- Genre(s): Multi-directional shooter
- Developer(s): Bizarre Creations (2003–2010); Kuju Entertainment (2007); Lucid Games (2014);
- Publisher(s): Microsoft Game Studios (2003–2008); Vivendi Games (2007); Activision (2008–present);
- Creator(s): Stephen Cakebread
- Composer(s): Chris Chudley
- Platform(s): Xbox; Xbox 360; Windows; Wii; Nintendo DS; iOS; Linux; OS X; PlayStation 3; PlayStation 4; Xbox One; Android; PlayStation Vita;
- First release: Geometry Wars 18 November 2003
- Latest release: Geometry Wars 3: Dimensions Evolved 11 October 2016

= Geometry Wars =

Geometry Wars is a series of top-down multi-directional shooter video games developed by Bizarre Creations, and, later, Lucid Games. Originally published by Microsoft Games Studios, the first title was included as a minigame in Project Gotham Racing 2 for Xbox. An updated version was released in 2005 as a launch title for Xbox 360 and later ported to Windows. Geometry Wars: Retro Evolved 2, the second installment in the series, was released for the Xbox 360 in 2008.

Other titles in the series were launched in following years to other platforms by Bizarre Creations and publishers Vivendi Games and Activision. The latest entry in the series, Geometry Wars 3: Dimensions, was developed by Lucid Games and launched in 2014.

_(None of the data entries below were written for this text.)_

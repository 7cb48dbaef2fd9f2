//! Config file discovery and layered merging.
//!
//! Resolution order (later overrides earlier):
//! 1. `~/.config/blogdeck/config.toml` (user config, or `BLOGDECK_CONFIG_DIR`)
//! 2. `./blogdeck.toml` (project-local)
//! 3. `BLOGDECK_API_BASE_URL` and CLI arguments (applied at resolve time)

use std::path::{Path, PathBuf};

use tracing::{debug, warn};

use crate::{BlogdeckConfig, ConfigError, Result};

/// Default config filename for project-local config.
const PROJECT_CONFIG_FILE: &str = "blogdeck.toml";

/// Default config filename within the user config directory.
const USER_CONFIG_FILE: &str = "config.toml";

/// Application name for XDG directory resolution.
const APP_NAME: &str = "blogdeck";

/// Environment variable to override the config directory.
const CONFIG_DIR_ENV: &str = "BLOGDECK_CONFIG_DIR";

/// Tracks where each config layer was loaded from.
#[derive(Debug, Clone)]
pub struct ConfigSource {
    /// Path to the config file.
    pub path: PathBuf,
    /// Whether the file was found and loaded.
    pub loaded: bool,
}

/// Result of config discovery and loading.
#[derive(Debug, Clone)]
pub struct LoadedConfig {
    /// The merged configuration.
    pub config: BlogdeckConfig,
    /// Directory holding the user config (and default storage/log files).
    pub config_dir: PathBuf,
    /// Sources that were checked, in order of precedence (lowest first).
    pub sources: Vec<ConfigSource>,
    /// Layers that existed but could not be loaded.
    pub warnings: Vec<String>,
}

impl LoadedConfig {
    /// Get paths of sources that were actually loaded.
    pub fn loaded_from(&self) -> Vec<&Path> {
        self.sources
            .iter()
            .filter(|s| s.loaded)
            .map(|s| s.path.as_path())
            .collect()
    }
}

/// Load configuration by discovering and merging all config layers.
pub fn load_config(project_dir: Option<&Path>) -> Result<LoadedConfig> {
    load_config_with_options(project_dir, None)
}

/// Load configuration with explicit control over the user config directory.
///
/// `config_dir` overrides both `BLOGDECK_CONFIG_DIR` and the platform default.
pub fn load_config_with_options(
    project_dir: Option<&Path>,
    config_dir: Option<&Path>,
) -> Result<LoadedConfig> {
    let config_dir = match config_dir {
        Some(dir) => dir.to_path_buf(),
        None => xdg_config_dir().ok_or(ConfigError::NoConfigDir)?,
    };

    let mut config = BlogdeckConfig::new();
    let mut warnings = Vec::new();

    let project_path = project_dir
        .map(|d| d.join(PROJECT_CONFIG_FILE))
        .unwrap_or_else(|| PathBuf::from(PROJECT_CONFIG_FILE));

    let sources = vec![
        load_layer(&mut config, &config_dir.join(USER_CONFIG_FILE), &mut warnings),
        load_layer(&mut config, &project_path, &mut warnings),
    ];

    debug!(
        config_dir = %config_dir.display(),
        loaded = sources.iter().filter(|s| s.loaded).count(),
        "Configuration loaded"
    );

    Ok(LoadedConfig {
        config,
        config_dir,
        sources,
        warnings,
    })
}

/// Load config from a specific file path (no discovery).
pub fn load_config_file(path: &Path) -> Result<BlogdeckConfig> {
    let contents = std::fs::read_to_string(path).map_err(|e| ConfigError::ReadFile {
        path: path.display().to_string(),
        source: e,
    })?;
    BlogdeckConfig::from_toml(&contents)
}

/// Save configuration to a file.
///
/// Creates parent directories if they don't exist.
pub fn save_config(config: &BlogdeckConfig, path: &Path) -> Result<()> {
    if let Some(parent) = path.parent() {
        std::fs::create_dir_all(parent).map_err(|e| ConfigError::WriteFile {
            path: parent.display().to_string(),
            source: e,
        })?;
    }

    let contents = config.to_toml()?;
    std::fs::write(path, contents).map_err(|e| ConfigError::WriteFile {
        path: path.display().to_string(),
        source: e,
    })?;

    Ok(())
}

/// Get the user config file path for blogdeck.
pub fn xdg_config_path() -> Option<PathBuf> {
    xdg_config_dir().map(|d| d.join(USER_CONFIG_FILE))
}

/// Get the user config directory for blogdeck.
///
/// Checks `BLOGDECK_CONFIG_DIR` first, then falls back to the platform default
/// (`~/.config/blogdeck` on Linux).
pub fn xdg_config_dir() -> Option<PathBuf> {
    if let Ok(dir) = std::env::var(CONFIG_DIR_ENV)
        && !dir.is_empty()
    {
        return Some(PathBuf::from(dir));
    }
    dirs::config_dir().map(|d| d.join(APP_NAME))
}

/// Try to load a config file and merge it into the existing config.
///
/// A missing file is skipped; an unreadable one is skipped with a warning.
fn load_layer(config: &mut BlogdeckConfig, path: &Path, warnings: &mut Vec<String>) -> ConfigSource {
    let loaded = path.is_file()
        && match load_config_file(path) {
            Ok(layer) => {
                config.merge(layer);
                true
            }
            Err(e) => {
                warn!(path = %path.display(), error = %e, "Skipping config layer");
                warnings.push(format!("Failed to load {}: {}", path.display(), e));
                false
            }
        };

    ConfigSource {
        path: path.to_path_buf(),
        loaded,
    }
}

// ─────────────────────────────────────────────────────────────────────────────
// Tests
// ─────────────────────────────────────────────────────────────────────────────

#[cfg(test)]
mod tests {
    use super::*;
    use std::fs;
    use tempfile::TempDir;

    use blogdeck_client::Flavor;

    #[test]
    fn test_xdg_config_path_shape() {
        if let Some(p) = xdg_config_path() {
            assert!(p.ends_with("config.toml"));
        }
    }

    #[test]
    fn test_load_config_file_not_found() {
        let err = load_config_file(Path::new("/nonexistent/config.toml")).unwrap_err();
        assert!(matches!(err, ConfigError::ReadFile { .. }));
    }

    #[test]
    fn test_load_config_invalid_toml() {
        let dir = TempDir::new().unwrap();
        let path = dir.path().join("config.toml");
        fs::write(&path, "this is not valid toml {{{{").unwrap();

        let err = load_config_file(&path).unwrap_err();
        assert!(matches!(err, ConfigError::Parse(_)));
    }

    #[test]
    fn test_load_config_no_files() {
        let project = TempDir::new().unwrap();
        let user = TempDir::new().unwrap();

        let loaded = load_config_with_options(Some(project.path()), Some(user.path())).unwrap();
        assert_eq!(loaded.config, BlogdeckConfig::default());
        assert!(loaded.loaded_from().is_empty());
        assert_eq!(loaded.config_dir, user.path());
    }

    #[test]
    fn test_project_overrides_user() {
        let project = TempDir::new().unwrap();
        let user = TempDir::new().unwrap();

        fs::write(
            user.path().join("config.toml"),
            r#"
[server]
base_url = "http://user/api"
timeout_secs = 5

[client]
flavor = "console"
"#,
        )
        .unwrap();
        fs::write(
            project.path().join("blogdeck.toml"),
            r#"
[server]
base_url = "http://project/api"
"#,
        )
        .unwrap();

        let loaded = load_config_with_options(Some(project.path()), Some(user.path())).unwrap();
        assert_eq!(loaded.loaded_from().len(), 2);

        let server = loaded.config.server.as_ref().unwrap();
        assert_eq!(server.base_url.as_deref(), Some("http://project/api"));
        assert_eq!(server.timeout_secs, Some(5));
        assert_eq!(
            loaded.config.client.as_ref().unwrap().flavor,
            Some(Flavor::Console)
        );
    }

    #[test]
    fn test_malformed_layer_warns_but_continues() {
        let project = TempDir::new().unwrap();
        let user = TempDir::new().unwrap();
        fs::write(project.path().join("blogdeck.toml"), "not valid toml {{{{").unwrap();

        let loaded = load_config_with_options(Some(project.path()), Some(user.path())).unwrap();
        assert_eq!(loaded.warnings.len(), 1);
        assert!(loaded.warnings[0].contains("Failed to load"));
        assert!(loaded.loaded_from().is_empty());
    }

    #[test]
    fn test_save_then_load() {
        let dir = TempDir::new().unwrap();
        let path = dir.path().join("nested").join("config.toml");
        let config = BlogdeckConfig::from_toml("[server]\nbase_url = \"http://saved/api\"").unwrap();

        save_config(&config, &path).unwrap();
        assert_eq!(load_config_file(&path).unwrap(), config);
    }
}
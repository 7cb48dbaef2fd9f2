//! Routing for the blog applications.
//!
//! Routes carry static metadata ([`RouteMeta`]) saying whether they need a
//! signed-in user or an administrator. Before every navigation the
//! [`Router`] resolves the target, asks the pure [`decide`] guard what to do
//! with the current [`Session`](blogdeck_session::Session), and then emits
//! notices and redirects accordingly.
//!
//! The site and the console apply different rules; both are kept and
//! selected by [`Flavor`](blogdeck_client::Flavor).

mod guard;
mod route;
mod router;
pub mod routes;

pub use guard::{
    Decision, DecisionKind, HOME_PATH, LOGIN_REQUIRED_MESSAGE, NO_PERMISSION_MESSAGE, Navigation,
    decide,
};
pub use route::{ResolvedRoute, Route, RouteMeta, RouteTable, normalize_path};
pub use router::Router;
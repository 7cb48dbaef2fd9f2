//! Captcha API.

use serde_json::json;

use crate::client::BlogClient;
use crate::error::Result;
use crate::types::ImageCaptcha;

/// Captcha API client.
pub struct CaptchaApi {
    client: BlogClient,
}

impl CaptchaApi {
    pub(crate) fn new(client: BlogClient) -> Self {
        Self { client }
    }

    /// Email a one-time login/registration code.
    pub async fn send_email(&self, email: &str) -> Result<serde_json::Value> {
        self.client
            .post("captcha/send", &json!({ "email": email }))
            .await
    }

    /// Fetch an image captcha challenge.
    pub async fn image(&self) -> Result<ImageCaptcha> {
        self.client.get("captcha/image").await
    }
}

On 13 October 2023, Microsoft reacquired the game series as part of its acquisition of Activision Blizzard.

== Games ==

Release timeline
| 2003 | Geometry Wars |
2004
| 2005 | Geometry Wars: Retro Evolved |
2006
| 2007 | Geometry Wars: Waves Geometry Wars: Galaxies |
| 2008 | Geometry Wars: Retro Evolved 2 |
2009
| 2010 | Geometry Wars Touch |
2011
2012
2013
| 2014 | Geometry Wars 3: Dimensions |
2015
| 2016 | Geometry Wars 3: Dimensions Evolved |

=== Geometry Wars ===
Geometry Wars was released in the form of an easter egg minigame in the 2003 racing game Project Gotham Racing 2 on the original Xbox. The game was accessed from within Project Gotham Racing 2 by interacting with an arcade cabinet present in the player's virtual garage.

=== Geometry Wars: Retro Evolved ===

Geometry Wars: Retro Evolved was developed by Bizarre Creations and released for Xbox Live Arcade on Xbox 360. At one point, it held the record for the most downloaded Xbox Live Arcade Game.

=== Geometry Wars: Waves ===
Geometry Wars: Waves was developed by Stephen Cakebread of Bizarre Creations, released as a bonus mini-game as part of Project Gotham Racing 4 on Xbox 360 on October 2, 2007. The game is a variant of Geometry Wars: Retro Evolved where the player is given one life to survive continual waves of orange rockets that pace back and forth across the edges of the play-field for as long as possible.

=== Geometry Wars: Galaxies ===

Geometry Wars: Galaxies was developed by Bizarre Creations and Kuju Entertainment, and published by Vivendi Games for the Wii and Nintendo DS in November 2007, becoming the first Geometry Wars game available on non-Microsoft platforms and the only one available on Nintendo platforms. This updated version includes a single-player campaign mode, several multiplayer modes, Geometry Wars: Retro Evolved, and support for online leaderboards. The Wii version supports widescreen and 480p progressive scan display.

=== Geometry Wars: Retro Evolved 2 ===

Geometry Wars: Retro Evolved 2 was developed by Bizarre Creations, and released on Xbox Live Arcade on Xbox 360 on July 30, 2008 as a sequel to Geometry Wars: Retro Evolved.

==== Geometry Wars: Touch ====
An iOS port of Geometry Wars: Retro Evolved 2 was released in 2010 entitled Geometry Wars: Touch. It added a seventh game mode, Titans, which had gameplay similar to Asteroids, but removed the multiplayer functionality entirely.

=== Geometry Wars 3: Dimensions ===

Geometry Wars 3: Dimensions was developed by Lucid Games and published by Activision under the Sierra Entertainment brand name. The game was released on November 25, 2014 for Microsoft Windows, OS X, Linux, PlayStation 3 and PlayStation 4, on November 26, 2014 for Xbox 360 and Xbox One and in the middle of 2015 for iOS, Android and PlayStation Vita. Geometry Wars 3: Dimensions is the first Sierra video game not to be owned by their former owner Vivendi. It is the first installment of Geometry Wars to be released on Sony platforms and developed after the creator of the series Bizarre Creations was shut down by Activision.

== Soundtrack ==
The soundtrack for the series was composed by Chris Chudley from Audioantics.